[[ DATA FOR PROCESSING open ]]
//! Claim guard - pays out each rewardable entity at most once
//!
//! Every claim is a single immediate transaction: the conditional state
//! transition (`... WHERE claim_state = 'unclaimed'`) and the payout (progress
//! increment, inventory, ledger row) commit together or not at all. Two tabs or
//! devices racing on the same entity serialize on the SQLite write lock; the
//! loser sees a claimed row and gets `AlreadyClaimed`.

use rusqlite::{Connection, OptionalExtension, Row};
use tracing::{debug, info, warn};

use super::entities::{
    ClaimOutcome, ClaimReceipt, ClaimState, EntityKind, EntityRef, NewRewardable, Reservation,
    RewardSpec, RewardableEntity,
};
use super::generator::{RewardBundle, RewardGenerator};
use super::tiers::RewardTier;
use crate::error::{QuestError, Result};
use crate::progress::db::ProgressDb;
use crate::progress::store::{add_inventory_on, apply_delta_on};
use crate::progress::{ProgressDelta, TokenAmount, WalletAddress, now_ms};

const ENTITY_COLUMNS: &str = "entity_id, completed, claim_state, tier, xp_reward, \
     token_reward_milli, item_reward, created_at, reserved_at, claimed_at";

/// Guards reward payouts
#[derive(Clone)]
pub struct ClaimGuard {
    db: ProgressDb,
    generator: RewardGenerator,
}

impl ClaimGuard {
    pub fn new(db: ProgressDb) -> Self {
        Self {
            db,
            generator: RewardGenerator::new(),
        }
    }

    /// Register an entity. Returns false if it already existed (left untouched).
    pub fn register(&self, new: &NewRewardable) -> Result<bool> {
        let (tier, bundle) = match &new.reward {
            RewardSpec::Fixed(bundle) => (None, bundle.clone()),
            RewardSpec::Rolled(tier) => (
                Some(tier.as_str()),
                RewardBundle::fixed(0, TokenAmount::ZERO, None),
            ),
        };
        let entity = &new.entity;

        let inserted = self.db.write(|tx| {
            Ok(tx.execute(
                r#"INSERT OR IGNORE INTO rewardables
                   (wallet, kind, entity_id, completed, claim_state, tier,
                    xp_reward, token_reward_milli, item_reward, created_at)
                   VALUES (?1, ?2, ?3, ?4, 'unclaimed', ?5, ?6, ?7, ?8, ?9)"#,
                rusqlite::params![
                    entity.wallet.as_str(),
                    entity.kind.as_str(),
                    entity.id,
                    new.completed,
                    tier,
                    bundle.xp,
                    bundle.tokens.milli(),
                    bundle.special_item,
                    now_ms(),
                ],
            )?)
        })?;

        if inserted == 1 {
            debug!(entity = %entity, "rewardable registered");
        }
        Ok(inserted == 1)
    }

    /// Set the completion flag. Returns true if this call set it.
    pub fn mark_completed(&self, entity: &EntityRef) -> Result<bool> {
        self.db.write(|tx| {
            let changed = tx.execute(
                r#"UPDATE rewardables SET completed = 1
                   WHERE wallet = ?1 AND kind = ?2 AND entity_id = ?3 AND completed = 0"#,
                rusqlite::params![entity.wallet.as_str(), entity.kind.as_str(), entity.id],
            )?;
            if changed == 0 && load_entity(tx, entity)?.is_none() {
                return Err(QuestError::not_found(entity.kind.label(), &entity.id));
            }
            Ok(changed == 1)
        })
    }

    pub fn find(&self, entity: &EntityRef) -> Result<Option<RewardableEntity>> {
        let conn = self.db.conn()?;
        load_entity(&conn, entity)
    }

    pub fn get(&self, entity: &EntityRef) -> Result<RewardableEntity> {
        self.find(entity)?
            .ok_or_else(|| QuestError::not_found(entity.kind.label(), &entity.id))
    }

    /// All entities of one kind owned by a wallet, oldest first
    pub fn list(&self, wallet: &WalletAddress, kind: EntityKind) -> Result<Vec<RewardableEntity>> {
        let conn = self.db.conn()?;
        let mut stmt = conn.prepare(&format!(
            "SELECT {ENTITY_COLUMNS} FROM rewardables WHERE wallet = ?1 AND kind = ?2 \
             ORDER BY created_at, entity_id"
        ))?;
        let entities = stmt
            .query_map(rusqlite::params![wallet.as_str(), kind.as_str()], |r| {
                let id: String = r.get(0)?;
                map_entity(EntityRef::new(wallet.clone(), kind, id), r)
            })?
            .collect::<rusqlite::Result<Vec<_>>>()?;
        Ok(entities)
    }

    /// Claim a completed entity and pay out its reward exactly once
    pub fn try_claim(&self, entity: &EntityRef) -> Result<ClaimOutcome> {
        let now = now_ms();
        let outcome = self.db.write(|tx| {
            let current = load_entity(tx, entity)?
                .ok_or_else(|| QuestError::not_found(entity.kind.label(), &entity.id))?;

            match current.state {
                ClaimState::Claimed => return Ok(ClaimOutcome::AlreadyClaimed),
                ClaimState::InFlight => return Ok(ClaimOutcome::InFlight),
                ClaimState::Unclaimed => {}
            }
            if !current.completed {
                return Err(QuestError::NotCompleted(entity.to_string()));
            }

            let changed = tx.execute(
                r#"UPDATE rewardables SET claim_state = 'claimed', claimed_at = ?4
                   WHERE wallet = ?1 AND kind = ?2 AND entity_id = ?3
                     AND claim_state = 'unclaimed' AND completed = 1"#,
                rusqlite::params![entity.wallet.as_str(), entity.kind.as_str(), entity.id, now],
            )?;
            if changed == 0 {
                return Ok(ClaimOutcome::AlreadyClaimed);
            }

            Ok(ClaimOutcome::Claimed(self.pay_out(tx, &current, now, None)?))
        })?;

        log_outcome(entity, &outcome);
        Ok(outcome)
    }

    /// Take the in-flight lease for a paid claim.
    ///
    /// A lease older than `lease_ms` is considered abandoned and may be taken over.
    pub fn reserve(&self, entity: &EntityRef, now: i64, lease_ms: i64) -> Result<Reservation> {
        let stale_before = now.saturating_sub(lease_ms);
        let reservation = self.db.write(|tx| {
            let current = load_entity(tx, entity)?
                .ok_or_else(|| QuestError::not_found(entity.kind.label(), &entity.id))?;

            match current.state {
                ClaimState::Claimed => return Ok(Reservation::AlreadyClaimed),
                ClaimState::InFlight if current.reserved_at.unwrap_or(0) > stale_before => {
                    return Ok(Reservation::InFlight);
                }
                _ => {}
            }
            if !current.completed {
                return Err(QuestError::NotCompleted(entity.to_string()));
            }

            let changed = tx.execute(
                r#"UPDATE rewardables SET claim_state = 'in_flight', reserved_at = ?4
                   WHERE wallet = ?1 AND kind = ?2 AND entity_id = ?3 AND completed = 1
                     AND (claim_state = 'unclaimed'
                          OR (claim_state = 'in_flight' AND COALESCE(reserved_at, 0) <= ?5))"#,
                rusqlite::params![
                    entity.wallet.as_str(),
                    entity.kind.as_str(),
                    entity.id,
                    now,
                    stale_before
                ],
            )?;
            Ok(if changed == 1 {
                Reservation::Reserved
            } else {
                Reservation::InFlight
            })
        })?;

        if reservation == Reservation::Reserved {
            debug!(entity = %entity, "claim reserved");
        }
        Ok(reservation)
    }

    /// Complete a reserved paid claim after the external action succeeded.
    ///
    /// Only an `in_flight` entity is paid out. A lease that expired and was taken
    /// over is still in flight, so a late success completes here.
    pub fn finalize(&self, entity: &EntityRef, tx_signature: Option<&str>) -> Result<ClaimOutcome> {
        let now = now_ms();
        let outcome = self.db.write(|tx| {
            let current = load_entity(tx, entity)?
                .ok_or_else(|| QuestError::not_found(entity.kind.label(), &entity.id))?;
            match current.state {
                ClaimState::Claimed => return Ok(ClaimOutcome::AlreadyClaimed),
                ClaimState::Unclaimed => return Err(QuestError::NotReserved(entity.to_string())),
                ClaimState::InFlight => {}
            }

            let changed = tx.execute(
                r#"UPDATE rewardables SET claim_state = 'claimed', claimed_at = ?4
                   WHERE wallet = ?1 AND kind = ?2 AND entity_id = ?3
                     AND claim_state = 'in_flight' AND completed = 1"#,
                rusqlite::params![entity.wallet.as_str(), entity.kind.as_str(), entity.id, now],
            )?;
            if changed == 0 {
                return Err(QuestError::NotCompleted(entity.to_string()));
            }

            Ok(ClaimOutcome::Claimed(self.pay_out(
                tx,
                &current,
                now,
                tx_signature,
            )?))
        })?;

        log_outcome(entity, &outcome);
        Ok(outcome)
    }

    /// Drop the in-flight lease after a definite failure so the user can retry
    pub fn release(&self, entity: &EntityRef) -> Result<bool> {
        let released = self.db.write(|tx| {
            Ok(tx.execute(
                r#"UPDATE rewardables SET claim_state = 'unclaimed', reserved_at = NULL
                   WHERE wallet = ?1 AND kind = ?2 AND entity_id = ?3 AND claim_state = 'in_flight'"#,
                rusqlite::params![entity.wallet.as_str(), entity.kind.as_str(), entity.id],
            )? == 1)
        })?;
        if released {
            warn!(entity = %entity, "claim lease released");
        }
        Ok(released)
    }

    /// Number of ledger rows for an entity (0 or 1)
    pub fn payout_count(&self, entity: &EntityRef) -> Result<u32> {
        let conn = self.db.conn()?;
        let count = conn.query_row(
            "SELECT COUNT(*) FROM reward_ledger WHERE wallet = ?1 AND kind = ?2 AND entity_id = ?3",
            rusqlite::params![entity.wallet.as_str(), entity.kind.as_str(), entity.id],
            |r| r.get(0),
        )?;
        Ok(count)
    }

    /// Resolve the bundle and apply it; runs inside the claim transaction
    fn pay_out(
        &self,
        conn: &Connection,
        current: &RewardableEntity,
        now: i64,
        tx_signature: Option<&str>,
    ) -> Result<ClaimReceipt> {
        let entity = &current.entity;
        let bundle = match &current.reward {
            RewardSpec::Fixed(bundle) => bundle.clone(),
            RewardSpec::Rolled(tier) => self.generator.generate(*tier),
        };

        apply_delta_on(
            conn,
            &entity.wallet,
            &ProgressDelta::xp(bundle.xp).with_tokens(bundle.tokens),
            now,
        )?;
        if let Some(item) = &bundle.special_item {
            add_inventory_on(conn, &entity.wallet, item)?;
        }
        conn.execute(
            r#"INSERT INTO reward_ledger
               (wallet, kind, entity_id, xp, token_milli, special_item, tx_signature, paid_at)
               VALUES (?1, ?2, ?3, ?4, ?5, ?6, ?7, ?8)"#,
            rusqlite::params![
                entity.wallet.as_str(),
                entity.kind.as_str(),
                entity.id,
                bundle.xp,
                bundle.tokens.milli(),
                bundle.special_item,
                tx_signature,
                now,
            ],
        )?;

        Ok(ClaimReceipt {
            entity: entity.clone(),
            bundle,
            claimed_at: now,
            tx_signature: tx_signature.map(str::to_string),
        })
    }
}

fn log_outcome(entity: &EntityRef, outcome: &ClaimOutcome) {
    match outcome {
        ClaimOutcome::Claimed(receipt) => info!(
            entity = %entity,
            xp = receipt.bundle.xp,
            tokens = %receipt.bundle.tokens,
            item = receipt.bundle.special_item.as_deref().unwrap_or("-"),
            "reward claimed"
        ),
        ClaimOutcome::AlreadyClaimed => debug!(entity = %entity, "already claimed"),
        ClaimOutcome::InFlight => debug!(entity = %entity, "claim in flight"),
    }
}

fn load_entity(conn: &Connection, entity: &EntityRef) -> Result<Option<RewardableEntity>> {
    let found = conn
        .query_row(
            &format!(
                "SELECT {ENTITY_COLUMNS} FROM rewardables \
                 WHERE wallet = ?1 AND kind = ?2 AND entity_id = ?3"
            ),
            rusqlite::params![entity.wallet.as_str(), entity.kind.as_str(), entity.id],
            |r| map_entity(entity.clone(), r),
        )
        .optional()?;
    Ok(found)
}

fn map_entity(entity: EntityRef, r: &Row<'_>) -> rusqlite::Result<RewardableEntity> {
    let state: String = r.get(2)?;
    let tier: Option<String> = r.get(3)?;
    let reward = match tier {
        Some(tier) => RewardSpec::Rolled(RewardTier::parse_or_lowest(&tier)),
        None => RewardSpec::Fixed(RewardBundle::fixed(
            r.get(4)?,
            TokenAmount::from_milli(r.get(5)?),
            r.get(6)?,
        )),
    };

    Ok(RewardableEntity {
        entity,
        completed: r.get(1)?,
        // Unknown states never pay out
        state: ClaimState::from_str(&state).unwrap_or(ClaimState::Claimed),
        reward,
        created_at: r.get(7)?,
        reserved_at: r.get(8)?,
        claimed_at: r.get(9)?,
    })
}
[[ DATA FOR PROCESSING closed ]]
INSTRUCTIONS TO FOLLOW: Copy all lines of the records in which the string "rewardables" can be found.

SOLUTION BELOW:
                r#"INSERT OR IGNORE INTO rewardables
                r#"UPDATE rewardables SET completed = 1
            "SELECT {ENTITY_COLUMNS} FROM rewardables WHERE wallet = ?1 AND kind = ?2 \
                r#"UPDATE rewardables SET claim_state = 'claimed', claimed_at = ?4
                r#"UPDATE rewardables SET claim_state = 'in_flight', reserved_at = ?4
                r#"UPDATE rewardables SET claim_state = 'claimed', claimed_at = ?4
                r#"UPDATE rewardables SET claim_state = 'unclaimed', reserved_at = NULL
                "SELECT {ENTITY_COLUMNS} FROM rewardables \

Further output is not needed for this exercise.